▶ [WHAT THE TASK ASKS]
Transcribe exactly each line of the entries, from the opening line to the line with "pub fn build_router(resolver: SharedResolver)", with both of those lines included.

BEGIN INPUT DATA

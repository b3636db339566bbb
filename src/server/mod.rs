mod handlers;
mod state;

use axum::routing::get;
use axum::Router;
use std::sync::Arc;
use tower_http::cors::CorsLayer;

pub use state::{AppState, SharedResolver};

use crate::config::ResolverConfig;
use crate::maplink::{MapLinkResolver, Transport, UreqTransport};

/// Resolver backed by the real HTTP transport.
pub fn default_resolver(config: ResolverConfig) -> SharedResolver {
    let transport: Arc<dyn Transport> = Arc::new(UreqTransport::new(&config));
    MapLinkResolver::with_transport(config, transport)
}

pub fn build_router(resolver: SharedResolver) -> Router {
    let state = Arc::new(AppState { resolver });

    Router::new()
        .route("/api/parse", get(handlers::parse))
        .route("/api/expand", get(handlers::expand))
        .route("/api/geocode", get(handlers::geocode))
        .route("/api/reverse", get(handlers::reverse))
        .route("/api/link", get(handlers::maps_link))
        .route("/api/validate", get(handlers::validate))
        .route("/api/site", get(handlers::site))
        .route("/api/deeplink", get(handlers::deeplink))
        .layer(CorsLayer::permissive())
        .with_state(state)
}

pub async fn start(host: &str, port: u16, resolver: SharedResolver) -> std::io::Result<()> {
    let app = build_router(resolver);
    let addr = format!("{}:{}", host, port);
    let listener = tokio::net::TcpListener::bind(&addr).await?;

    tracing::info!(%addr, "cantiere map-link server listening");
    eprintln!("  Press Ctrl+C to stop.");

    axum::serve(listener, app).await
}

END INPUT DATA

▶ [REPLY]
repository b3636db339566bbb
filename src/server/mod.rs
mod handlers;
mod state;

use axum::routing::get;
use axum::Router;
use std::sync::Arc;
use tower_http::cors::CorsLayer;

pub use state::{AppState, SharedResolver};

use crate::config::ResolverConfig;
use crate::maplink::{MapLinkResolver, Transport, UreqTransport};

/// Resolver backed by the real HTTP transport.
pub fn default_resolver(config: ResolverConfig) -> SharedResolver {
    let transport: Arc<dyn Transport> = Arc::new(UreqTransport::new(&config));
    MapLinkResolver::with_transport(config, transport)
}

pub fn build_router(resolver: SharedResolver) -> Router {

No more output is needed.